Collected data entries

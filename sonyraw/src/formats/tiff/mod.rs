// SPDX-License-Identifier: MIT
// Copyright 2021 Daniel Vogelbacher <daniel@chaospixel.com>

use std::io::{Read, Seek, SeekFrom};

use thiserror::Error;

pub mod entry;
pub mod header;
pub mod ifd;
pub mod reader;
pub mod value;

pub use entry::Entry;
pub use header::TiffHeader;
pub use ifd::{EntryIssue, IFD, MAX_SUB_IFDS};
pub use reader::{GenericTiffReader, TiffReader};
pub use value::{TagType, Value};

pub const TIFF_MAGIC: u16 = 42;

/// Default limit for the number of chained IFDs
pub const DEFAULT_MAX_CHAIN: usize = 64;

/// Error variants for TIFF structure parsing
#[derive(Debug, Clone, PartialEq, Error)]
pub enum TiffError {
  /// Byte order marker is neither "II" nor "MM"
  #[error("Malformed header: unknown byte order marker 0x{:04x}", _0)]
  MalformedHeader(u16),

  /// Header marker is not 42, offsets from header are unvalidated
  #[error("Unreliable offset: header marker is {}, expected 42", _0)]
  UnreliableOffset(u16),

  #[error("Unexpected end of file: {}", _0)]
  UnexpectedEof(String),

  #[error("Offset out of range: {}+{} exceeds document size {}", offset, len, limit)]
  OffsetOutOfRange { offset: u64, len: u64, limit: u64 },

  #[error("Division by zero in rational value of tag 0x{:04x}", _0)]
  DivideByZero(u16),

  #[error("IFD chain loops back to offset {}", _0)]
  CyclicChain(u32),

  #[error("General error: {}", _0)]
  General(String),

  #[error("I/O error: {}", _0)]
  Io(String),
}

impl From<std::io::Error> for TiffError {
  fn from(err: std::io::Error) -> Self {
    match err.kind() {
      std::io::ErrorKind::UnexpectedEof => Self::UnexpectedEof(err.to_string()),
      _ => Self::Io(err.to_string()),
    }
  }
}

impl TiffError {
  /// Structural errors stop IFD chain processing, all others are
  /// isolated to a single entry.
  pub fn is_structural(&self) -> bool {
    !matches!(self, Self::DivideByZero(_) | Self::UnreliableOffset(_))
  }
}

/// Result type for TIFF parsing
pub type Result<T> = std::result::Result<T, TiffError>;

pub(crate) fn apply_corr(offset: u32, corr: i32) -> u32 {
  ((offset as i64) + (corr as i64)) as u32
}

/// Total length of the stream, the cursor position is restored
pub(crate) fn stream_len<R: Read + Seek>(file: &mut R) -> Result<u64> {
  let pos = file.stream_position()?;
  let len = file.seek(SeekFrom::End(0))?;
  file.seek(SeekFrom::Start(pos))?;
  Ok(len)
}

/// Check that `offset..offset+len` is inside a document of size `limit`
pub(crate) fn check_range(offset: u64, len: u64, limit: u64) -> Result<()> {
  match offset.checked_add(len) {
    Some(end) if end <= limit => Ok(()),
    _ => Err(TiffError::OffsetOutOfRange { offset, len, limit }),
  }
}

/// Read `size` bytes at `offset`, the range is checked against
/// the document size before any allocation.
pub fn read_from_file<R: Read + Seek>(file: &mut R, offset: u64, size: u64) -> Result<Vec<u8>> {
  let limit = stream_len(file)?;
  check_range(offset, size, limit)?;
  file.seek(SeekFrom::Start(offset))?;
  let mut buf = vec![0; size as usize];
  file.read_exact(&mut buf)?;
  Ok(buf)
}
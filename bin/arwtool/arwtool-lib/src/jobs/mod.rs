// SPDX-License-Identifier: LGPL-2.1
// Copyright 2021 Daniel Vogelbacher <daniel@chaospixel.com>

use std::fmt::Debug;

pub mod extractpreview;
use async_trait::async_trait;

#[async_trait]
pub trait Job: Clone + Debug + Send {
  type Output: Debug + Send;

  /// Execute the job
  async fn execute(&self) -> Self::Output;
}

--

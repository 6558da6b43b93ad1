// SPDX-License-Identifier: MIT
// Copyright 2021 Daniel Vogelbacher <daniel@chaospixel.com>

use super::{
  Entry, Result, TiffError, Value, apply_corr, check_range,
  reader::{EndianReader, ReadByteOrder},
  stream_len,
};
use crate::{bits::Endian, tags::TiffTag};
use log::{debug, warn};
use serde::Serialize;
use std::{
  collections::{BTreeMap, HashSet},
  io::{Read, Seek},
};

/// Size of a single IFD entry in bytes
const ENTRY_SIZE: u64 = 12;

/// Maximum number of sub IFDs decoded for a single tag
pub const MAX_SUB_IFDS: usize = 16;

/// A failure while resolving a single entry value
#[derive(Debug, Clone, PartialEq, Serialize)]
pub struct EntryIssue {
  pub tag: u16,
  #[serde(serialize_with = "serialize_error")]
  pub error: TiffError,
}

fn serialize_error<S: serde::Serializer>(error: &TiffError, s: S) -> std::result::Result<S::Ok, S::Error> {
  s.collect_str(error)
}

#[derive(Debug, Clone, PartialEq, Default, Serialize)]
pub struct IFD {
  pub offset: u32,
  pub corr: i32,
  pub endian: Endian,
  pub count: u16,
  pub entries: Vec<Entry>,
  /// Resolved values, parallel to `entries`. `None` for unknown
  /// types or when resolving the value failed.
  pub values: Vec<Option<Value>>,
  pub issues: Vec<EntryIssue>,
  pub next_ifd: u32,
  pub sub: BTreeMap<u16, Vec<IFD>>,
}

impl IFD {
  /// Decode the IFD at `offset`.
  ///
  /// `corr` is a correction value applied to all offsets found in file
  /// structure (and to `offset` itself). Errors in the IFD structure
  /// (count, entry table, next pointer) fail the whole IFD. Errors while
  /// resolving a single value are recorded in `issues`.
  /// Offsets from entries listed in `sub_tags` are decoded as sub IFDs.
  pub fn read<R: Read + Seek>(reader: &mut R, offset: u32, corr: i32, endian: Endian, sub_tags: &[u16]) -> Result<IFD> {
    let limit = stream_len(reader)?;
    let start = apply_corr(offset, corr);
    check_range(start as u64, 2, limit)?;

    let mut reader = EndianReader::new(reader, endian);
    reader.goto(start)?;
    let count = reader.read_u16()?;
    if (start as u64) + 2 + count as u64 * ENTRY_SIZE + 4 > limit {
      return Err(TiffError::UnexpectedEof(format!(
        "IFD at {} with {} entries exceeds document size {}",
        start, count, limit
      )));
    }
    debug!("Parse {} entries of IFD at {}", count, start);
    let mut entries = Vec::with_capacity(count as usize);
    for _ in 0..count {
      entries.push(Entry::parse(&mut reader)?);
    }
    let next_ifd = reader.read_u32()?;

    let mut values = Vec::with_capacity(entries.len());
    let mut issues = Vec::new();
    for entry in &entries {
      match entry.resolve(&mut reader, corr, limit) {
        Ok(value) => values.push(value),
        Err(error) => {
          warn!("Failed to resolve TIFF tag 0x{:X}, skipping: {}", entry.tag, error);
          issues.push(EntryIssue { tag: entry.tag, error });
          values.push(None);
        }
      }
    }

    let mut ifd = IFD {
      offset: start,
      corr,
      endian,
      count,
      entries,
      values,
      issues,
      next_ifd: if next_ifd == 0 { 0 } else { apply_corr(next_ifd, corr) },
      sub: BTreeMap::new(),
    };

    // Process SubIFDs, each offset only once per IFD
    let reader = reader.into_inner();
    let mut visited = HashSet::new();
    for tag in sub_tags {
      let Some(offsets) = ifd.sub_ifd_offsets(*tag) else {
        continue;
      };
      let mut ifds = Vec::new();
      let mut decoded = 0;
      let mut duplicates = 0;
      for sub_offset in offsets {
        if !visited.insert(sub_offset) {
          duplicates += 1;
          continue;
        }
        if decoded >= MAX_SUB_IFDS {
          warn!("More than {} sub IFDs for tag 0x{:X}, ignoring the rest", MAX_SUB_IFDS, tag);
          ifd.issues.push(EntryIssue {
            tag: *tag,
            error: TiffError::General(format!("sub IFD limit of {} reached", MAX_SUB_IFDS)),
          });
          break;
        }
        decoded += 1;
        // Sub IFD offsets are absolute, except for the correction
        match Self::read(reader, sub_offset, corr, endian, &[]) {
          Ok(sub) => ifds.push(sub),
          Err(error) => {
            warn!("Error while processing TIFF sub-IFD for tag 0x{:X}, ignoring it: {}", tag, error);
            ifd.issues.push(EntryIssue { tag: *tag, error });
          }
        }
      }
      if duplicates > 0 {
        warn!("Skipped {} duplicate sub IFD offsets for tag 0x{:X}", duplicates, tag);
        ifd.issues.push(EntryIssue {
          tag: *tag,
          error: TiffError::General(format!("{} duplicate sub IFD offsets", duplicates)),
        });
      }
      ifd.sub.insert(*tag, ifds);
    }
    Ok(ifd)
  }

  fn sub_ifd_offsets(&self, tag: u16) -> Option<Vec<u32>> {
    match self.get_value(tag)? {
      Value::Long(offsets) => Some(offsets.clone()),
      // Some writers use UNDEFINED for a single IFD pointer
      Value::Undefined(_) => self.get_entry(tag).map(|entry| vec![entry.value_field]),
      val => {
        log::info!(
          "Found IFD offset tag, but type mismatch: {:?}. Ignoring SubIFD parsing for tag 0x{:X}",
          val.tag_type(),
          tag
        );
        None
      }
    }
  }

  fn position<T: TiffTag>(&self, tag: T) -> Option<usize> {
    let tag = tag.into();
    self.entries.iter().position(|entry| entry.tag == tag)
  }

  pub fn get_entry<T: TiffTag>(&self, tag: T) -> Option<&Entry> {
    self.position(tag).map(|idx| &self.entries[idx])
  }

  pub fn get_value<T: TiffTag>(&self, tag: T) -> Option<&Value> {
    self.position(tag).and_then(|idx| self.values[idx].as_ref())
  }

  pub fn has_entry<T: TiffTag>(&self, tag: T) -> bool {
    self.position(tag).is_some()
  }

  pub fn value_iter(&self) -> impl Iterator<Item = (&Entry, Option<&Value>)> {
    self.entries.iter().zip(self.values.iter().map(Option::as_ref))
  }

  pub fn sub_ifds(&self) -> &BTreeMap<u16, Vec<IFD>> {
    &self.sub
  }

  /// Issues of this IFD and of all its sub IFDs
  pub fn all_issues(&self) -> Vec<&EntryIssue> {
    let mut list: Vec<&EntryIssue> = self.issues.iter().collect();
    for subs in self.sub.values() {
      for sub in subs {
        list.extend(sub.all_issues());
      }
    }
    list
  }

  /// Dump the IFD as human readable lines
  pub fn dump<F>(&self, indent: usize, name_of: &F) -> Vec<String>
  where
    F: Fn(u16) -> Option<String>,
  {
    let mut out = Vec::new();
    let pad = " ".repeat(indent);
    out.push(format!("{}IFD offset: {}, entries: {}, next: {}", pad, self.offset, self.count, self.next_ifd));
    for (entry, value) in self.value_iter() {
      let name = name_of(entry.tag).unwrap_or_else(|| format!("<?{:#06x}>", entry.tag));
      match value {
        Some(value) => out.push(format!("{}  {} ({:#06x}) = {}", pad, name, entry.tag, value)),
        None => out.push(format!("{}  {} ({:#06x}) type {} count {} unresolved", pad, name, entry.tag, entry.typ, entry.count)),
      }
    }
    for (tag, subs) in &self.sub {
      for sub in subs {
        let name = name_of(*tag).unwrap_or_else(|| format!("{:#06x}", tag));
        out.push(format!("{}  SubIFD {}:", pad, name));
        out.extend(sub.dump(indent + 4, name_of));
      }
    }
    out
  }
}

* **Exercise goal**
Could you transcribe the entries above word for word, from the line with "for _ in 0..count" down to the line with "let reader = reader.into_inner();", keeping both?

* **Answer to the exercise**
    for _ in 0..count {
      entries.push(Entry::parse(&mut reader)?);
    }
    let next_ifd = reader.read_u32()?;

    let mut values = Vec::with_capacity(entries.len());
    let mut issues = Vec::new();
    for entry in &entries {
      match entry.resolve(&mut reader, corr, limit) {
        Ok(value) => values.push(value),
        Err(error) => {
          warn!("Failed to resolve TIFF tag 0x{:X}, skipping: {}", entry.tag, error);
          issues.push(EntryIssue { tag: entry.tag, error });
          values.push(None);
        }
      }
    }

    let mut ifd = IFD {
      offset: start,
      corr,
      endian,
      count,
      entries,
      values,
      issues,
      next_ifd: if next_ifd == 0 { 0 } else { apply_corr(next_ifd, corr) },
      sub: BTreeMap::new(),
    };

    // Process SubIFDs, each offset only once per IFD
    let reader = reader.into_inner();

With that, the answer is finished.